Nick laughed, a resonating peal that sounded like church bells. She leaned her head against the couch and let her heavy eyelids slide closed. Despite sleeping all night and halfway through the day, her head felt heavy and her legs ached. “I’m still tired. You don’t think I’m getting the fever?”
“No, you just need more rest.”
She wanted to open her eyes, to examine his face for honesty, to lift her head off the cushion, but she struggled against weariness pulling her into the darkness of nightmares. “What if it is . . . the fever?”
“You’re only seventeen. People under twenty-five almost always recover.”

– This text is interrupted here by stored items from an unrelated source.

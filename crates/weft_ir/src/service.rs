//! Service declarations.
//!
//! A [`ServiceDecl`] names a capability and the bundle type of each of its
//! operations. Builtin services are realized by hardware instantiated inside
//! the design (e.g. an `sv_mem` memory); host services are realized by the
//! software side of the deployment and need host-channel support from the
//! backend.

use crate::types::{BundleType, ChannelDirection, Type};
use serde::{Deserialize, Serialize};

/// Who provides the implementation of a service.
#[derive(Clone, Copy, PartialEq, Eq, Hash, Debug, Serialize, Deserialize)]
#[serde(rename_all = "lowercase")]
pub enum ServiceProvider {
    /// A builtin instance somewhere above the caller in the instance tree.
    Builtin,
    /// The host, through a host channel endpoint.
    Host,
}

/// One operation of a service and the bundle type every instance shares.
#[derive(Clone, PartialEq, Eq, Hash, Debug, Serialize, Deserialize)]
pub struct OperationDecl {
    /// The operation name, e.g. `read`.
    pub name: String,
    /// The bundle type all instances of this operation use.
    pub bundle: BundleType,
}

/// Shape of a random-access memory service.
#[derive(Clone, PartialEq, Eq, Hash, Debug, Serialize, Deserialize)]
pub struct MemoryShape {
    /// Type of one memory word.
    pub data: Type,
    /// Number of words.
    pub depth: u32,
}

impl MemoryShape {
    /// Width of the address field: `max(1, ceil(log2(depth)))`.
    pub fn address_width(&self) -> u32 {
        address_width(self.depth)
    }
}

/// Returns the address width needed for `depth` words, at least one bit.
pub fn address_width(depth: u32) -> u32 {
    if depth <= 2 {
        1
    } else {
        32 - (depth - 1).leading_zeros()
    }
}

/// A declared service.
#[derive(Clone, PartialEq, Eq, Hash, Debug, Serialize, Deserialize)]
pub struct ServiceDecl {
    name: String,
    provider: ServiceProvider,
    operations: Vec<OperationDecl>,
    #[serde(default, skip_serializing_if = "Option::is_none")]
    memory: Option<MemoryShape>,
}

impl ServiceDecl {
    /// Declares a random-access memory of `depth` words of `data`.
    ///
    /// The service has two operations:
    /// - `read`: `address` (to service, address bits) and `data` (from
    ///   service, one word);
    /// - `write`: `req` (to service, `{address, data}`) and `ack` (from
    ///   service, zero bits).
    pub fn random_access_memory(name: impl Into<String>, data: Type, depth: u32) -> Self {
        let addr = Type::Bits(address_width(depth));
        let read = BundleType::new(vec![
            ("address", ChannelDirection::ToService, addr.clone()),
            ("data", ChannelDirection::FromService, data.clone()),
        ]);
        let write = BundleType::new(vec![
            (
                "req",
                ChannelDirection::ToService,
                Type::struct_of(&[("address", addr), ("data", data.clone())]),
            ),
            ("ack", ChannelDirection::FromService, Type::Bits(0)),
        ]);
        Self {
            name: name.into(),
            provider: ServiceProvider::Builtin,
            operations: vec![
                OperationDecl {
                    name: "read".to_string(),
                    bundle: read,
                },
                OperationDecl {
                    name: "write".to_string(),
                    bundle: write,
                },
            ],
            memory: Some(MemoryShape { data, depth }),
        }
    }

    /// Declares a host-provided service with no operations yet.
    pub fn host(name: impl Into<String>) -> Self {
        Self {
            name: name.into(),
            provider: ServiceProvider::Host,
            operations: Vec::new(),
            memory: None,
        }
    }

    /// Adds an operation with an explicit bundle type.
    pub fn with_operation(mut self, name: impl Into<String>, bundle: BundleType) -> Self {
        self.operations.push(OperationDecl {
            name: name.into(),
            bundle,
        });
        self
    }

    /// Adds an operation with the same bundle type as `other`.
    pub fn with_operation_from(self, name: impl Into<String>, other: &OperationDecl) -> Self {
        self.with_operation(name, other.bundle.clone())
    }

    /// Returns the service name.
    pub fn name(&self) -> &str {
        &self.name
    }

    /// Returns who provides this service.
    pub fn provider(&self) -> ServiceProvider {
        self.provider
    }

    /// Returns the operations in declaration order.
    pub fn operations(&self) -> &[OperationDecl] {
        &self.operations
    }

    /// Looks up an operation by name.
    pub fn operation(&self, name: &str) -> Option<&OperationDecl> {
        self.operations.iter().find(|op| op.name == name)
    }

    /// Returns the memory shape for services declared with
    /// [`random_access_memory`](Self::random_access_memory).
    pub fn memory(&self) -> Option<&MemoryShape> {
        self.memory.as_ref()
    }
}
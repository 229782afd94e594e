//! The generate stage: construction of every module and materialization of
//! the instance tree.

use crate::backend::Capabilities;
use crate::context::GenerationContext;
use crate::errors::BuildError;
use crate::library::Library;
use weft_common::Interner;
use weft_config::BackendPreset;
use weft_ir::{AppId, AppIdPath, Arena, HwGraph, Instance, InstanceId, ModuleDef, ModuleDefId};

/// Runs every construction function reachable from `top` and returns the
/// materialized graph. The root instance's AppID is the top module's name.
pub fn generate(
    library: &Library,
    interner: &Interner,
    top: &str,
    backend: BackendPreset,
    capabilities: Capabilities,
) -> Result<HwGraph, BuildError> {
    let mut ctx = GenerationContext::new(library, interner, backend, capabilities);
    let top_id = ctx.elaborate_module(top)?;
    let (modules, types) = ctx.finish();

    let mut instances = Arena::new();
    let root = materialize(
        &modules,
        &mut instances,
        top_id,
        AppIdPath::root(AppId::new(top)),
        None,
    );
    tracing::debug!(
        modules = modules.len(),
        instances = instances.len(),
        "materialized instance tree"
    );

    Ok(HwGraph {
        modules,
        instances,
        root,
        types,
        services: library.services().to_vec(),
    })
}

/// Allocates the instance for `module` and, depth-first, its children.
fn materialize(
    modules: &Arena<ModuleDefId, ModuleDef>,
    instances: &mut Arena<InstanceId, Instance>,
    module: ModuleDefId,
    path: AppIdPath,
    parent: Option<InstanceId>,
) -> InstanceId {
    let id = instances.next_id();
    instances.alloc(Instance {
        id,
        path: path.clone(),
        module,
        parent,
        children: Vec::new(),
    });
    for child in &modules[module].children {
        let child_id = materialize(
            modules,
            instances,
            child.module,
            path.child(child.appid.clone()),
            Some(id),
        );
        instances[id].children.push(child_id);
    }
    id
}
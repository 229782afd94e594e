//! Interned names for modules, ports, bundle roles, and service operations.

use lasso::ThreadedRodeo;
use serde::{Deserialize, Serialize};

/// An interned name used inside the hardware graph.
///
/// Names are stored once in an [`Interner`] and referenced by a `u32` index, so
/// comparing two role names or module names is a single integer comparison.
/// Indices are handed out in interning order, which keeps graph construction
/// deterministic for a given sequence of declarations.
#[derive(Clone, Copy, PartialEq, Eq, PartialOrd, Ord, Hash, Debug, Serialize, Deserialize)]
pub struct Ident(u32);

impl Ident {
    /// Creates an `Ident` from a raw `u32` index.
    ///
    /// Intended for deserialization and tests. Real identifiers come from
    /// [`Interner::get_or_intern`].
    pub fn from_raw(index: u32) -> Self {
        Self(index)
    }

    /// Returns the raw `u32` index of this identifier.
    pub fn as_raw(self) -> u32 {
        self.0
    }
}

// SAFETY: `Ident` wraps a `u32`, which always fits in `usize` on supported
// platforms. `try_from_usize` rejects values that do not fit in `u32`.
unsafe impl lasso::Key for Ident {
    fn into_usize(self) -> usize {
        self.0 as usize
    }

    fn try_from_usize(int: usize) -> Option<Self> {
        u32::try_from(int).ok().map(Ident)
    }
}

/// Thread-safe string interner backed by [`lasso::ThreadedRodeo`].
///
/// One interner is owned by each build session; every name that enters the
/// hardware graph goes through it.
pub struct Interner {
    rodeo: ThreadedRodeo<Ident>,
}

impl Interner {
    /// Creates a new empty interner.
    pub fn new() -> Self {
        Self {
            rodeo: ThreadedRodeo::new(),
        }
    }

    /// Interns a string, returning its [`Ident`]. Existing strings are not
    /// re-allocated.
    pub fn get_or_intern(&self, s: &str) -> Ident {
        self.rodeo.get_or_intern(s)
    }

    /// Looks up a string without interning it.
    pub fn get(&self, s: &str) -> Option<Ident> {
        self.rodeo.get(s)
    }

    /// Resolves an [`Ident`] back to its string value.
    ///
    /// # Panics
    ///
    /// Panics if the `Ident` was not created by this interner.
    pub fn resolve(&self, ident: Ident) -> &str {
        self.rodeo.resolve(&ident)
    }

    /// Resolves an [`Ident`], returning `None` if it is foreign to this interner.
    pub fn try_resolve(&self, ident: Ident) -> Option<&str> {
        self.rodeo.try_resolve(&ident)
    }

    /// Returns the number of distinct strings interned so far.
    pub fn len(&self) -> usize {
        self.rodeo.len()
    }

    /// Returns `true` if nothing has been interned yet.
    pub fn is_empty(&self) -> bool {
        self.rodeo.is_empty()
    }
}

impl Default for Interner {
    fn default() -> Self {
        Self::new()
    }
}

It took so much energy and effort to gather, find, steal enough food to survive each day. “I would starve to death.” She remembered the man, dying alone while his family hid inside, and shivered.
An arm slid behin
d her shoulders, lifted her, and lowered her until her head sank into a pillow and her body rested against soft cushions. “Aaron and I wouldn’t let you starve.” The words repeated over and over in her mind as she spiraled back into sleep.
Chapter 10
Through a second-floor bedroom window, the sky glowed softly then brightened to hues of pink and blue as if someone pulled a tinted lens over the glass. Lareina sat on the window seat, knees drawn up to her chin, cheek rested against the glass. For her entire life she’d been focused on the horizon, running toward the sun, away from it, never succeeding in catching it or escaping herself. At first she didn’t have a choice and the ORI administrators moved her against her will. Then she walked to San Antonio with the hope of finding her family but never uncovered the lead to take her to a new city. Galloway forcing her out of San Antonio made her realize she’d become a victim of her own life instead of taking charge and fighting for what she wanted. If she couldn’t have the family she was born into then she would find a new one.
She needed to continue north, to Maibe and the people who were the closest to family she had ever known, but she wanted to say goodbye. It had been dark when she woke up on the couch with blankets tucked around her. Not wanting to wake the boys, she’d tiptoed upstairs and searched until she found clothes close enough to her size that they earned a spot in her bag, replacing worn or dirty counterparts. She changed into her jeans and t-shirt, now dry on the shower rod, and pulled her bag over her shoulder. Then she noticed the sunrise and sat down to watch it, to wait for Nick and Aaron to wake up, to delay her departure.
A door squeaked down the hall and footsteps padded to the stairs. She took one last look at the sprawling blue sky stretching for miles before meeting the ground. Freedom and danger. Hope and dread. Her stomach tightened.